• _TASK DIRECTIONS_
Somewhere below are a line with "up. Absence is" and a later line with "if let Some(id)". Output exactly those lines and all lines between them.

Stored data entries:
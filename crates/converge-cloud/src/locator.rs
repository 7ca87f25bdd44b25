//! Resolving resource references to existing resources

use crate::error::{CloudError, Result};
use crate::model::ResourceRef;
use crate::provider::ResourceLookup;

/// Find the resource a reference points at.
///
/// An explicit ID wins; otherwise the name is looked up. Absence is
/// `Ok(None)` so callers can decide between create and no-op.
pub async fn locate<L>(lookup: &L, reference: &ResourceRef) -> Result<Option<L::Resource>>
where
    L: ResourceLookup + ?Sized,
{
    reference.require()?;

    if let Some(id) = reference.id {
        tracing::debug!("Looking up {} by id {}", lookup.kind(), id);
        return lookup.get_by_id(id).await;
    }

    match &reference.name {
        Some(name) => {
            tracing::debug!("Looking up {} by name {}", lookup.kind(), name);
            lookup.get_by_name(name).await
        }
        None => Ok(None),
    }
}

/// Resolve a token that may be either a name or a numeric ID.
///
/// The name is tried first. A token that is not a valid ID fails without
/// a second remote call.
pub async fn resolve<L>(lookup: &L, token: &str) -> Result<L::Resource>
where
    L: ResourceLookup + ?Sized,
{
    if let Some(resource) = lookup.get_by_name(token).await? {
        return Ok(resource);
    }

    let not_found = || CloudError::NotFound {
        kind: lookup.kind().to_string(),
        token: token.to_string(),
    };

    let id: u64 = token.parse().map_err(|_| not_found())?;
    lookup.get_by_id(id).await?.ok_or_else(not_found)
}
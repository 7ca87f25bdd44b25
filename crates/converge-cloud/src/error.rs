//! Reconciliation error types

use crate::action::Action;
use serde::Serialize;
use thiserror::Error;

/// Message fragment the provider uses when a resource is still referenced
/// by others and cannot be deleted yet.
pub const IN_USE_PATTERN: &str = "is still in use";

/// Reconciliation errors
#[derive(Error, Debug)]
pub enum CloudError {
    #[error("missing required parameter(s): {}", .0.join(", "))]
    MissingParameter(Vec<String>),

    #[error("Invalid parameter: {0}")]
    Validation(String),

    #[error("resource ({kind}) does not exist: {token}")]
    NotFound { kind: String, token: String },

    #[error("{0}")]
    Api(ApiError),

    #[error("{0}")]
    Action(ActionError),

    #[error("Transport error: {0}")]
    Transport(String),

    #[error("JSON error: {0}")]
    Json(#[from] serde_json::Error),

    /// A rejected call together with the payload that was sent
    #[error("{source}")]
    WithParams {
        source: Box<CloudError>,
        params: serde_json::Value,
    },
}

pub type Result<T> = std::result::Result<T, CloudError>;

/// A call rejected by the provider API
#[derive(Debug, Clone, PartialEq, Serialize)]
pub struct ApiError {
    /// Machine readable error code (e.g. "conflict", "not_found")
    pub code: String,

    /// Human readable message
    pub message: String,

    /// Optional structured details
    pub details: Option<serde_json::Value>,
}

impl ApiError {
    pub fn new(code: impl Into<String>, message: impl Into<String>) -> Self {
        Self {
            code: code.into(),
            message: message.into(),
            details: None,
        }
    }

    pub fn with_details(mut self, details: serde_json::Value) -> Self {
        self.details = Some(details);
        self
    }
}

impl std::fmt::Display for ApiError {
    fn fmt(&self, f: &mut std::fmt::Formatter<'_>) -> std::fmt::Result {
        write!(f, "{} ({})", self.message, self.code)
    }
}

/// How an awaited action ended without succeeding
#[derive(Debug, Clone, Copy, PartialEq, Eq, Serialize)]
#[serde(rename_all = "snake_case")]
pub enum ActionErrorKind {
    /// The provider reported the action as failed
    Failed,
    /// The action was still running when the deadline passed
    Timeout,
}

/// An accepted asynchronous operation that failed or timed out.
///
/// Carries the last observed action record so callers can inspect the
/// provider's error payload without another round trip.
#[derive(Debug, Clone)]
pub struct ActionError {
    pub kind: ActionErrorKind,
    pub action: Box<Action>,
}

impl ActionError {
    pub fn failed(action: Action) -> Self {
        Self {
            kind: ActionErrorKind::Failed,
            action: Box::new(action),
        }
    }

    pub fn timeout(action: Action) -> Self {
        Self {
            kind: ActionErrorKind::Timeout,
            action: Box::new(action),
        }
    }
}

impl std::fmt::Display for ActionError {
    fn fmt(&self, f: &mut std::fmt::Formatter<'_>) -> std::fmt::Result {
        match self.kind {
            ActionErrorKind::Failed => {
                write!(f, "action {} ({}) failed", self.action.id, self.action.command)?;
                if let Some(error) = &self.action.error {
                    write!(f, ": {} ({})", error.message, error.code)?;
                }
                Ok(())
            }
            ActionErrorKind::Timeout => write!(
                f,
                "action {} ({}) timed out at {}%",
                self.action.id, self.action.command, self.action.progress
            ),
        }
    }
}

impl CloudError {
    pub fn missing(params: &[&str]) -> Self {
        CloudError::MissingParameter(params.iter().map(|p| p.to_string()).collect())
    }

    /// Attach the request payload to an error
    pub fn with_params(self, params: serde_json::Value) -> Self {
        CloudError::WithParams {
            source: Box::new(self),
            params,
        }
    }

    /// Whether this is the transient "still in use" rejection of a delete
    pub fn is_conflict_in_use(&self) -> bool {
        match self {
            CloudError::Api(api) => api.message.contains(IN_USE_PATTERN),
            CloudError::WithParams { source, .. } => source.is_conflict_in_use(),
            _ => false,
        }
    }

    /// Short name of the failure class, reported as `exception` to callers
    pub fn kind(&self) -> &'static str {
        match self {
            CloudError::MissingParameter(_) | CloudError::Validation(_) => "ValidationError",
            CloudError::NotFound { .. } => "NotFoundError",
            CloudError::Api(_) => "APIException",
            CloudError::Action(e) => match e.kind {
                ActionErrorKind::Failed => "ActionFailedException",
                ActionErrorKind::Timeout => "ActionTimeoutException",
            },
            CloudError::Transport(_) => "TransportError",
            CloudError::Json(_) => "JsonError",
            CloudError::WithParams { source, .. } => source.kind(),
        }
    }

    /// Project the error into the caller-facing failure structure
    pub fn failure(&self) -> Failure {
        if let CloudError::WithParams { source, params } = self {
            return source.failure().with_params(params.clone());
        }

        let mut detail = FailureDetail::default();
        match self {
            CloudError::Api(api) => {
                detail.code = Some(api.code.clone());
                detail.message = Some(api.message.clone());
                detail.details = api.details.clone();
            }
            CloudError::Action(e) => {
                detail.action = Some((*e.action).clone());
            }
            _ => {}
        }

        Failure {
            failed: true,
            msg: self.to_string(),
            exception: self.kind().to_string(),
            failure: detail,
        }
    }
}

/// Fatal failure reported to the caller
#[derive(Debug, Clone, Serialize)]
pub struct Failure {
    pub failed: bool,
    pub msg: String,
    pub exception: String,
    pub failure: FailureDetail,
}

impl Failure {
    /// Attach the request payload that was rejected
    pub fn with_params(mut self, params: serde_json::Value) -> Self {
        self.failure.params = Some(params);
        self
    }
}

#[derive(Debug, Clone, Default, Serialize)]
pub struct FailureDetail {
    #[serde(skip_serializing_if = "Option::is_none")]
    pub code: Option<String>,

    #[serde(skip_serializing_if = "Option::is_none")]
    pub message: Option<String>,

    #[serde(skip_serializing_if = "Option::is_none")]
    pub details: Option<serde_json::Value>,

    #[serde(skip_serializing_if = "Option::is_none")]
    pub action: Option<Action>,

    #[serde(skip_serializing_if = "Option::is_none")]
    pub params: Option<serde_json::Value>,
}

#[cfg(test)]
mod tests {
    use super::*;
    use crate::action::{ActionErrorPayload, ActionStatus};
    use chrono::Utc;

    fn failed_action() -> Action {
        Action {
            id: 42,
            command: "set_firewall_rules".to_string(),
            status: ActionStatus::Error,
            progress: 100,
            started: Utc::now(),
            finished: Some(Utc::now()),
            resources: Vec::new(),
            error: Some(ActionErrorPayload {
                code: "action_failed".to_string(),
                message: "rules could not be applied".to_string(),
            }),
        }
    }

    #[test]
    fn test_in_use_detection() {
        let err = CloudError::Api(ApiError::new(
            "resource_in_use",
            "firewall with ID 7 is still in use",
        ));
        assert!(err.is_conflict_in_use());

        let err = CloudError::Api(ApiError::new("forbidden", "insufficient permissions"));
        assert!(!err.is_conflict_in_use());

        let err = CloudError::Transport("is still in use".to_string());
        assert!(!err.is_conflict_in_use());
    }

    #[test]
    fn test_api_failure_projection() {
        let err = CloudError::Api(
            ApiError::new("invalid_input", "invalid input in field 'rules'")
                .with_details(serde_json::json!({"fields": [{"name": "rules"}]})),
        );
        let failure = err.failure();
        assert!(failure.failed);
        assert_eq!(failure.exception, "APIException");
        assert_eq!(failure.failure.code.as_deref(), Some("invalid_input"));
        assert!(failure.failure.details.is_some());
        assert!(failure.failure.action.is_none());
    }

    #[test]
    fn test_action_failure_projection() {
        let err = CloudError::Action(ActionError::failed(failed_action()));
        assert_eq!(err.kind(), "ActionFailedException");
        assert!(err.to_string().contains("rules could not be applied"));

        let json = serde_json::to_value(err.failure()).unwrap();
        assert_eq!(json["failure"]["action"]["id"], 42);
        assert_eq!(json["failure"]["action"]["error"]["code"], "action_failed");
        assert!(json["failure"].get("code").is_none());
    }

    #[test]
    fn test_params_are_attached() {
        let err = CloudError::Api(ApiError::new("uniqueness_error", "name is already used"))
            .with_params(serde_json::json!({"name": "web"}));
        assert_eq!(err.kind(), "APIException");
        assert_eq!(err.to_string(), "name is already used (uniqueness_error)");

        let failure = err.failure();
        assert_eq!(failure.failure.code.as_deref(), Some("uniqueness_error"));
        assert_eq!(failure.failure.params, Some(serde_json::json!({"name": "web"})));
    }

    #[test]
    fn test_missing_parameter_message() {
        let err = CloudError::missing(&["id", "name"]);
        assert_eq!(err.to_string(), "missing required parameter(s): id, name");
        assert_eq!(err.kind(), "ValidationError");
    }
}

• _SOLVED PROBLEM_
/// An explicit ID wins; otherwise the name is looked up. Absence is
/// `Ok(None)` so callers can decide between create and no-op.
pub async fn locate<L>(lookup: &L, reference: &ResourceRef) -> Result<Option<L::Resource>>
where
    L: ResourceLookup + ?Sized,
{
    reference.require()?;

    if let Some(id) = reference.id {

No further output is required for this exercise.